Reputation: 222
I have numeric data within Student marks and I would like to group them into 3 categories A, B and C.
df = pd.DataFrame([('Adel', 3.5),
('Betty', 2.75),
('Djamel', 2.10),
('Ramzi', 1.75),
('Alexa', 3.15)],
columns=('Name', 'GPA'))
I tried function pd.cut()
but it didn't lead to wanted result .
Upvotes: 0
Views: 418
Reputation: 21
In a recent research, a PSO was implemented to classify students under unknown number of groups. PSO showed improved capabilities compared to GA. I think that all you need is the specific research.
The paper is: Forming automatic groups of learners using particle swarm optimization for applications of differentiated instruction
You can find the paper here: https://doi.org/10.1002/cae.22191
Perhaps the researchers could guide you through researchgate: https://www.researchgate.net/publication/338078753
You just need to remove the technic from automatic number of groups
Upvotes: 1
Reputation: 222
I found this solution :
import pandas as pd, numpy as np
df = pd.DataFrame({'GPA': [99, 53, 71, 84, 84],
'Name': ['Betty', 'Djamel', 'Ramzi', 'Alexa', 'Adel']})

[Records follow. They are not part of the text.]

use crate::error::AppError;
use serde::Serialize;
use std::path::Path;
use tabled::{settings::Style, Table, Tabled};

/// Write rows as CSV. `headers` is emitted on its own when `rows` is empty so
/// the file still documents its columns.
pub fn write_csv<T: Serialize>(path: &Path, headers: &[&str], rows: &[T]) -> Result<(), AppError> {
    let mut wtr = csv::Writer::from_path(path).map_err(|e| AppError::output(path, e))?;
    if rows.is_empty() {
        wtr.write_record(headers).map_err(|e| AppError::output(path, e))?;
    }
    for r in rows {
        wtr.serialize(r).map_err(|e| AppError::output(path, e))?;
    }
    wtr.flush().map_err(|e| AppError::output(path, e))?;
    Ok(())
}

pub fn write_json<T: Serialize>(path: &Path, value: &T) -> Result<(), AppError> {
    let s = serde_json::to_string_pretty(value).map_err(|e| AppError::output(path, e))?;
    std::fs::write(path, s).map_err(|e| AppError::output(path, e))?;
    Ok(())
}

/// Markdown-style table of all `rows`.
pub fn render_table<T>(rows: &[T]) -> String
where
    T: Tabled + Clone,
{
    if rows.is_empty() {
        return "(no rows)\n".to_string();
    }
    let table_str = Table::new(rows.to_vec()).with(Style::markdown()).to_string();
    format!("{}\n", table_str)
}

pub fn preview_table_rows<T>(rows: &[T], max_rows: usize)
where
    T: Tabled + Clone,
{
    let slice = &rows[..rows.len().min(max_rows)];
    println!("{}", render_table(slice));
}
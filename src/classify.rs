// src/classify.rs
//
// Tag classification tables. Names are matched ASCII case-insensitively;
// anything not listed answers `false` to every question.

/* =============================== Core sets =============================== */

/// Elements that never have an end tag or children.
/// http://www.w3.org/TR/html-markup/syntax.html#syntax-elements
pub fn is_void(name: &str) -> bool {
    matches_ignore_ascii_case(
        name.as_bytes(),
        &[
            b"area", b"base", b"br", b"col", b"command", b"embed", b"hr", b"img", b"input",
            b"keygen", b"link", b"meta", b"param", b"source", b"track", b"wbr",
        ],
    )
}

/// Phrasing content that may share a line with the text around it.
pub fn is_inline(name: &str) -> bool {
    matches_ignore_ascii_case(
        name.as_bytes(),
        &[
            b"a", b"abbr", b"audio", b"b", b"br", b"button", b"canvas", b"cite", b"code",
            b"data", b"del", b"dfn", b"em", b"i", b"iframe", b"img", b"ins", b"kbd", b"label",
            b"map", b"mark", b"math", b"meter", b"object", b"progress", b"q", b"s", b"samp",
            b"select", b"small", b"span", b"strong", b"sub", b"sup", b"textarea", b"time", b"u",
            b"var", b"video",
        ],
    )
}

/// Elements whose text is kept line for line and only reindented.
pub fn is_raw_content(name: &str) -> bool {
    matches_ignore_ascii_case(name.as_bytes(), &[b"script", b"style"])
}

/// Elements below which whitespace is significant and nothing is reflowed.
pub fn is_literal(name: &str) -> bool {
    matches_ignore_ascii_case(name.as_bytes(), &[b"pre", b"code"])
}

/// Elements the parser reads as raw text: no entities are decoded inside,
/// so their text must be written back unescaped.
pub fn is_parser_raw_text(name: &str) -> bool {
    matches_ignore_ascii_case(
        name.as_bytes(),
        &[b"iframe", b"noembed", b"noframes", b"noscript", b"plaintext", b"xmp"],
    )
}

/// Elements whose first newline after the start tag is dropped by the parser.
pub fn drops_leading_newline(name: &str) -> bool {
    matches_ignore_ascii_case(name.as_bytes(), &[b"listing", b"pre", b"textarea"])
}

/* ============================ Utility predicates ========================= */

fn matches_ignore_ascii_case(name: &[u8], set: &[&[u8]]) -> bool {
    set.iter().any(|&s| name.eq_ignore_ascii_case(s))
}
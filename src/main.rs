// src/main.rs
//
// htmlformat — canonical HTML pretty-printer
//
// - Parses the input as an HTML fragment (default) or as a whole document.
// - Writes one block element per line, nested elements indented by one unit
//   per level, elements holding only text kept on a single line.
// - Inline runs and trailing punctuation stay on the line they belong to.
// - <script>/<style> bodies are reindented as blocks; everything below
//   <pre>/<code> is written verbatim.
//
// CLI flags:
//   --document        : parse the input as a whole document
//   --indent <STRING> : indentation unit (default: two spaces)
//   --tabs            : indent with a single tab
//   --output <FILE>   : write here instead of stdout
// Input defaults to stdin. RUST_LOG controls logging on stderr.

use anyhow::{Context, Result};
use clap::{ArgAction, Parser};
use htmlformat::FormatOptions;
use std::fs::File;
use std::io::{self, BufWriter, Read, Write};
use std::path::{Path, PathBuf};
use tracing::debug;
use tracing_subscriber::EnvFilter;

/// CLI flags
#[derive(Parser)]
#[command(author, version, about)]
struct Cli {
    /// Parse the input as a whole document instead of a fragment
    #[arg(short, long, action = ArgAction::SetTrue)]
    document: bool,

    /// Indentation unit, written verbatim once per nesting level
    #[arg(short, long, default_value = htmlformat::DEFAULT_INDENT, conflicts_with = "tabs")]
    indent: String,

    /// Indent with a single tab character
    #[arg(short, long, action = ArgAction::SetTrue)]
    tabs: bool,

    /// Output file (default: stdout)
    #[arg(short, long)]
    output: Option<PathBuf>,

    /// Input file (default: stdin; `-` reads stdin too)
    input: Option<PathBuf>,
}

fn main() -> Result<()> {
    let cli = Cli::parse();
    init_tracing();

    let options = if cli.tabs {
        FormatOptions::with_indent("\t")
    } else {
        FormatOptions::with_indent(cli.indent)
    };

    let mut input = open_input(cli.input.as_deref())?;
    // Parse everything before opening the output so `-o` may name the input file.
    let tree = if cli.document {
        htmlformat::parse::parse_document(&mut input)
    } else {
        htmlformat::parse::parse_fragment(&mut input)
    }
    .context("failed to parse input")?;
    debug!(document = cli.document, nodes = tree.len(), "input parsed");

    let out: Box<dyn Write> = match &cli.output {
        Some(path) => Box::new(
            File::create(path)
                .with_context(|| format!("failed to create {}", path.display()))?,
        ),
        None => Box::new(io::stdout().lock()),
    };
    let mut out = BufWriter::new(out);

    htmlformat::nodes(&mut out, &tree, &options).context("failed to format")?;
    out.flush().context("failed to write output")?;
    Ok(())
}

fn open_input(path: Option<&Path>) -> Result<Box<dyn Read>> {
    match path {
        Some(path) if path != Path::new("-") => {
            let file = File::open(path)
                .with_context(|| format!("failed to open {}", path.display()))?;
            Ok(Box::new(file))
        }
        _ => Ok(Box::new(io::stdin().lock())),
    }
}

/// Log to stderr so formatted output on stdout stays clean.
fn init_tracing() {
    let filter = EnvFilter::try_from_default_env().unwrap_or_else(|_| EnvFilter::new("warn"));
    tracing_subscriber::fmt()
        .with_env_filter(filter)
        .with_writer(io::stderr)
        .with_target(false)
        .init();
}
// src/parse.rs
//
// html5ever front end: parse bytes into an rcdom, then copy it into the
// arena `Tree` the renderer walks.

use html5ever::tendril::TendrilSink;
use html5ever::{LocalName, Namespace, ParseOpts, QualName};
use markup5ever_rcdom::{Handle, NodeData, RcDom};
use std::io::Read;
use tracing::debug;

use crate::error::{FormatError, Result};
use crate::tree::{Attribute, NodeId, NodeKind, Tree};

const HTML_NAMESPACE: &str = "http://www.w3.org/1999/xhtml";

/// Parse a whole document. The tree has a single root, the Document node.
pub fn parse_document<R: Read>(input: &mut R) -> Result<Tree> {
    let dom = html5ever::parse_document(RcDom::default(), ParseOpts::default())
        .from_utf8()
        .read_from(input)
        .map_err(FormatError::Parse)?;

    let mut tree = Tree::new();
    let root = tree.push_root(NodeKind::Document);
    append_children(&mut tree, root, &dom.document);
    debug!(nodes = tree.len(), "parsed document");
    Ok(tree)
}

/// Parse a fragment under a context element without a tag name.
///
/// Every top-level node becomes a detached root of the tree: it has no
/// parent and no siblings.
pub fn parse_fragment<R: Read>(input: &mut R) -> Result<Tree> {
    let context = QualName::new(None, Namespace::from(HTML_NAMESPACE), LocalName::from(""));
    let dom = html5ever::parse_fragment(RcDom::default(), ParseOpts::default(), context, Vec::new())
        .from_utf8()
        .read_from(input)
        .map_err(FormatError::Parse)?;

    let mut tree = Tree::new();
    // html5ever roots the fragment in a synthetic <html> element
    let html = dom.document.children.borrow().first().cloned();
    if let Some(html) = html {
        for child in html.children.borrow().iter() {
            let Some(kind) = node_kind(child) else {
                continue;
            };
            let id = tree.push_root(kind);
            append_children(&mut tree, id, child);
        }
    }
    debug!(
        nodes = tree.len(),
        roots = tree.roots().len(),
        "parsed fragment"
    );
    Ok(tree)
}

fn append_children(tree: &mut Tree, parent: NodeId, handle: &Handle) {
    for child in handle.children.borrow().iter() {
        let Some(kind) = node_kind(child) else {
            continue;
        };
        let id = tree.append_child(parent, kind);
        append_children(tree, id, child);
    }

    // rcdom keeps <template> contents out of line; format them as children.
    if let NodeData::Element {
        template_contents, ..
    } = &handle.data
    {
        if let Some(contents) = template_contents.borrow().as_ref() {
            append_children(tree, parent, contents);
        }
    }
}

fn node_kind(handle: &Handle) -> Option<NodeKind> {
    let kind = match &handle.data {
        NodeData::Document => NodeKind::Document,
        NodeData::Doctype { name, .. } => NodeKind::Doctype(name.to_string()),
        NodeData::Text { contents } => NodeKind::Text(contents.borrow().to_string()),
        NodeData::Comment { contents } => NodeKind::Comment(contents.to_string()),
        NodeData::Element { name, attrs, .. } => NodeKind::Element {
            name: name.local.to_string(),
            attrs: attrs
                .borrow()
                .iter()
                .map(|attr| {
                    let name = match &attr.name.prefix {
                        Some(prefix) => format!("{}:{}", prefix, attr.name.local),
                        None => attr.name.local.to_string(),
                    };
                    Attribute::new(name, attr.value.to_string())
                })
                .collect(),
        },
        NodeData::ProcessingInstruction { .. } => return None,
    };
    Some(kind)
}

bins = [0, 50, 60, 70, 80, 100]
names = ['F', 'D', 'C', 'B', "A"]
d = dict(enumerate(names, 1))
df['Rank'] = np.vectorize(d.get)(np.digitize(df['GPA'], bins))
thanks to this link here.
Upvotes: 0
Reputation: 21749
Here's a way using pd.cut
:
df = df.sort_values('GPA')
df['bins'] = pd.cut(df['GPA'], bins=3, labels = ['A','B','C'])
Name GPA bins
3 Ramzi 1.75 A
2 Djamel 2.10 A
1 Betty 2.75 B
4 Alexa 3.15 C
0 Adel 3.50 C
Upvotes: 1